My ideological opponents may take great delight in hearing this, but I don't care.

If the draft charter contains a clause allowing those who don't come from an election to be prime minister, I will vote against it. This is just a statement of resignation, not a warning, because if the drafters and whoever is pushing for this controversial agenda have made up their minds about inserting it into the draft, they simply can't be reasoned with.

Yes, it's going to drastically alter a lot of people's perspectives on the September 19 coup. I can handle the slow asset investigation, and even the lack of concrete legal evidence of "policy corruption". I can forgive and forget the economic mishaps, laugh at the Somkid fiasco and convince myself that Chalongphob Sussangkarn will get lucky and fare better than MR Pridiyathorn Devakula.

But a draft charter paving the way for a non-elected prime minister, in this period of great national divide and turmoil ... that will do it.

The "last straw" is supposed to be something light. Such a charter clause, however, will be a mega-ton weight dumped onto the camel's back. No, it will be a dynamite blast that will also blow everything else away. People are recalling 1992, but even then our country was far less polarised, complicated and volatile.

If something bad is going to happen, it might easily be worse than the Black May crisis.
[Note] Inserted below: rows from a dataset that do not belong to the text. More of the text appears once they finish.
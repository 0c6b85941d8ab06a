//! # Money Module
//!
//! Monetary values as integer cents.
//!
//! ## Why Integer Money?
//! ```text
//! ┌─────────────────────────────────────────────────────────────────────────┐
//! │  THE FLOATING POINT PROBLEM                                             │
//! │                                                                         │
//! │  In floating point:                                                     │
//! │    0.1 + 0.2 = 0.30000000000000004  ❌ WRONG!                           │
//! │                                                                         │
//! │  A wallet that drifts by a cent per order is a wallet nobody trusts.   │
//! │                                                                         │
//! │  OUR SOLUTION: Integer Cents                                            │
//! │    Every balance, price, discount and fee is an i64 cent count.        │
//! │    Percentage math rounds half-up, explicitly, in one place.           │
//! └─────────────────────────────────────────────────────────────────────────┘
//! ```

use serde::{Deserialize, Serialize};
use std::fmt;
use std::ops::{Add, AddAssign, Mul, Sub, SubAssign};
use ts_rs::TS;

/// A monetary value in the smallest currency unit (cents).
///
/// ## Design Decisions
/// - **i64 (signed)**: ledger entries carry negative amounts for payments
/// - **Single field tuple struct**: zero-cost abstraction over i64
#[derive(Debug, Clone, Copy, PartialEq, Eq, PartialOrd, Ord, Hash, Serialize, Deserialize, TS)]
#[ts(export)]
pub struct Money(i64);

impl Money {
    /// Creates a Money value from cents.
    ///
    /// ## Example
    /// ```rust
    /// use truebite_core::money::Money;
    ///
    /// let price = Money::from_cents(1050); // $10.50
    /// assert_eq!(price.cents(), 1050);
    /// ```
    #[inline]
    pub const fn from_cents(cents: i64) -> Self {
        Money(cents)
    }

    /// Returns the value in cents.
    #[inline]
    pub const fn cents(&self) -> i64 {
        self.0
    }

    /// Returns zero money value.
    #[inline]
    pub const fn zero() -> Self {
        Money(0)
    }

    /// Checks if the value is zero.
    #[inline]
    pub const fn is_zero(&self) -> bool {
        self.0 == 0
    }

    /// Checks if the value is positive (greater than zero).
    #[inline]
    pub const fn is_positive(&self) -> bool {
        self.0 > 0
    }

    /// Checks if the value is negative (less than zero).
    #[inline]
    pub const fn is_negative(&self) -> bool {
        self.0 < 0
    }

    /// Returns the absolute value.
    #[inline]
    pub const fn abs(&self) -> Self {
        Money(self.0.abs())
    }

    /// Multiplies money by a quantity, saturating at the i64 bounds.
    ///
    /// Saturation instead of wrapping: an absurd line can only inflate a
    /// total (and fail the sufficiency check), never shrink it.
    ///
    /// ## Example
    /// ```rust
    /// use truebite_core::money::Money;
    ///
    /// let unit_price = Money::from_cents(1000); // $10.00
    /// assert_eq!(unit_price.multiply_quantity(2).cents(), 2000);
    /// ```
    #[inline]
    pub const fn multiply_quantity(&self, qty: i64) -> Self {
        Money(self.0.saturating_mul(qty))
    }

    /// Returns a percentage share of this amount, in basis points,
    /// rounded half-up to whole cents.
    ///
    /// ## Why Basis Points?
    /// 1 bps = 0.01%, so 500 bps = 5%. Integer math with a +5000 rounding
    /// term gives round-half-up without ever touching floats. i128 keeps
    /// the intermediate product from overflowing on large amounts.
    ///
    /// ## Example
    /// ```rust
    /// use truebite_core::money::Money;
    ///
    /// let subtotal = Money::from_cents(4000); // $40.00
    /// let discount = subtotal.percentage(500); // 5% = $2.00
    /// assert_eq!(discount.cents(), 200);
    ///
    /// // $10.50 × 5% = $0.525 → rounds up to $0.53
    /// assert_eq!(Money::from_cents(1050).percentage(500).cents(), 53);
    /// ```
    pub fn percentage(&self, bps: u32) -> Money {
        let share = (self.0 as i128 * bps as i128 + 5000) / 10000;
        Money::from_cents(share as i64)
    }
}

/// Display implementation for logging and debugging.
/// The frontend formats for display; this is not localized.
impl fmt::Display for Money {
    fn fmt(&self, f: &mut fmt::Formatter<'_>) -> fmt::Result {
        let sign = if self.0 < 0 { "-" } else { "" };
        write!(f, "{}${}.{:02}", sign, (self.0 / 100).abs(), (self.0 % 100).abs())
    }
}

impl Default for Money {
    fn default() -> Self {
        Money::zero()
    }
}

// All arithmetic saturates at the i64 bounds. A Money value never wraps:
// overflow pushes a total toward the extreme, where sufficiency checks
// reject it, instead of wrapping into a small undercharge.

impl Add for Money {
    type Output = Self;

    #[inline]
    fn add(self, other: Self) -> Self {
        Money(self.0.saturating_add(other.0))
    }
}

impl AddAssign for Money {
    #[inline]
    fn add_assign(&mut self, other: Self) {
        self.0 = self.0.saturating_add(other.0);
    }
}

impl Sub for Money {
    type Output = Self;

    #[inline]
    fn sub(self, other: Self) -> Self {
        Money(self.0.saturating_sub(other.0))
    }
}

impl SubAssign for Money {
    #[inline]
    fn sub_assign(&mut self, other: Self) {
        self.0 = self.0.saturating_sub(other.0);
    }
}

impl Mul<i64> for Money {
    type Output = Self;

    #[inline]
    fn mul(self, qty: i64) -> Self {
        Money(self.0.saturating_mul(qty))
    }
}

#[cfg(test)]
mod tests {
    use super::*;

    #[test]
    fn test_from_cents() {
        let money = Money::from_cents(1050);
        assert_eq!(money.cents(), 1050);
        assert!(money.is_positive());
    }

    #[test]
    fn test_display() {
        assert_eq!(format!("{}", Money::from_cents(1050)), "$10.50");
        assert_eq!(format!("{}", Money::from_cents(500)), "$5.00");
        assert_eq!(format!("{}", Money::from_cents(-2500)), "-$25.00");
        assert_eq!(format!("{}", Money::from_cents(0)), "$0.00");
    }

    #[test]
    fn test_arithmetic() {
        let a = Money::from_cents(2000);
        let b = Money::from_cents(500);

        assert_eq!((a + b).cents(), 2500);
        assert_eq!((a - b).cents(), 1500);
        assert_eq!((b * 4).cents(), 2000);
        assert_eq!(b.multiply_quantity(3).cents(), 1500);
    }

    #[test]
    fn test_percentage_exact() {
        // $40.00 × 5% = $2.00, no rounding needed
        let subtotal = Money::from_cents(4000);
        assert_eq!(subtotal.percentage(500).cents(), 200);
    }

    #[test]
    fn test_percentage_rounds_half_up() {
        // $10.50 × 5% = $0.525 → $0.53
        assert_eq!(Money::from_cents(1050).percentage(500).cents(), 53);
        // $10.30 × 5% = $0.515 → $0.52
        assert_eq!(Money::from_cents(1030).percentage(500).cents(), 52);
        // $10.20 × 5% = $0.51, exact
        assert_eq!(Money::from_cents(1020).percentage(500).cents(), 51);
    }

    #[test]
    fn test_percentage_of_zero() {
        assert_eq!(Money::zero().percentage(500).cents(), 0);
    }

    #[test]
    fn test_arithmetic_saturates_instead_of_wrapping() {
        // A runaway quantity saturates to i64::MAX; it never wraps into a
        // small positive value that would undercharge a wallet.
        let price = Money::from_cents(1000);
        assert_eq!(price.multiply_quantity(i64::MAX).cents(), i64::MAX);
        assert_eq!((price * i64::MAX).cents(), i64::MAX);
        assert_eq!(
            (Money::from_cents(i64::MAX) + Money::from_cents(500)).cents(),
            i64::MAX
        );
        assert_eq!(
            (Money::from_cents(i64::MIN) - Money::from_cents(1)).cents(),
            i64::MIN
        );
    }

    #[test]
    fn test_sign_checks() {
        assert!(Money::zero().is_zero());
        assert!(Money::from_cents(1).is_positive());
        assert!(Money::from_cents(-1).is_negative());
        assert_eq!(Money::from_cents(-250).abs().cents(), 250);
    }
}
It's not clear how one glaring fact has escaped the Constitution Drafting Assembly, the Surayud government and the Council for National Security. If the non-elected prime minister proposal is a really good idea, how come its most prominent publicist to date has been General Suchinda Kraprayoon, whose controversial rise to the premiership through a constitutional loophole triggered the 1992 bloodbath?

The "normal" pros and cons are not an important issue. Countries including ours have had heroic non-elected leaders and, of course, in peace time it just might do some good to give ourselves more options. Floating the proposal right now would only do one thing: it would set a massive political time-bomb ticking.
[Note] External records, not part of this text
// SPDX-License-Identifier: MIT

//! rulekit-rs - a small boolean rule engine
//!
//! Parses human-readable condition strings into an AST, combines multiple
//! ASTs with logical `AND`, and evaluates a tree against a record of named
//! scalar values:
//!
//! ```
//! use rulekit_rs::rule::{create_rule, evaluate_rule, RuleValue};
//! use std::collections::HashMap;
//!
//! let rule = create_rule("age 30 >").unwrap();
//! let mut record = HashMap::new();
//! record.insert("age".to_string(), RuleValue::Int(35));
//!
//! assert_eq!(evaluate_rule(&rule, &record).unwrap(), RuleValue::Bool(true));
//! ```

pub mod error;
pub mod loader;
pub mod rule;

pub use error::RuleError;
pub use rule::{combine_rules, create_rule, evaluate_rule, format_ast, print_ast, Node, RuleValue};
That is either foolish or unpatriotic. Facing daily accusations from their arch enemies that the September 19 coup was a conspiracy to replant a military foothold in politics - and growing suspicion among the neutral that real democracy may not be returned after the next election - the CDA and the interim leaders are doing their best to show off apparently ulterior motives.

No need for Thaksin Shinawatra to send a Trojan horse.

And if the proposal does go to the CDA floor, he will be kicking himself wondering why he had to waste his money hiring expensive lobbyists.

But the interim leadership's credibility will be the least of my concerns. Our country is simply not ready for another mammoth divisive issue, one that is capable of de-railing the already shaky political reform, bringing tens of thousands back onto the streets and playing nicely into the hands of whoever has malicious intent.

It will be hard to consider that anyone who has no qualms about throwing this bombshell onto our nation's smouldering political landscape is patriotic.

And that bombshell will be in spite of the fact Thailand has come to this point because Thaksin Shinawatra was an "elected" prime minister.

Our problems stemmed from abuses of power and disrespect for one of the best and most democratic charters we have ever had. The 1997 Constitution was capable of pre-empting Ample Rich, tax evasion and all the shady share transfers from snowballing into the current crisis.

Its true spirit was not upheld, and that's exactly why we are in this situation today.

To downgrade an excellent Constitution by assuming that "outsiders" are more qualified and less corrupt candidates for the premiership would be anything but visionary. It would be a very wrong cure. It would be like taking a major screw out of an undamaged part of our sputtering democracy bandwagon. It would mock the "reconciliation" and "true democracy" agendas of the interim leaders. It could turn "saviours" into destroyers overnight.

When the interim leaders stepped in last year, amid worldwide criticism, they tried to justify themselves by claiming that Thaksin was the exception, not the rule. They pointed at him and said here was an extraordinary circumstance that required suspension of democracy.

The non-elected prime minister proposal, if it proceeds into the new charter, will give them away. It will tell the world that, in their mentality, Thaksin was the rule, not the exception, in a democracy.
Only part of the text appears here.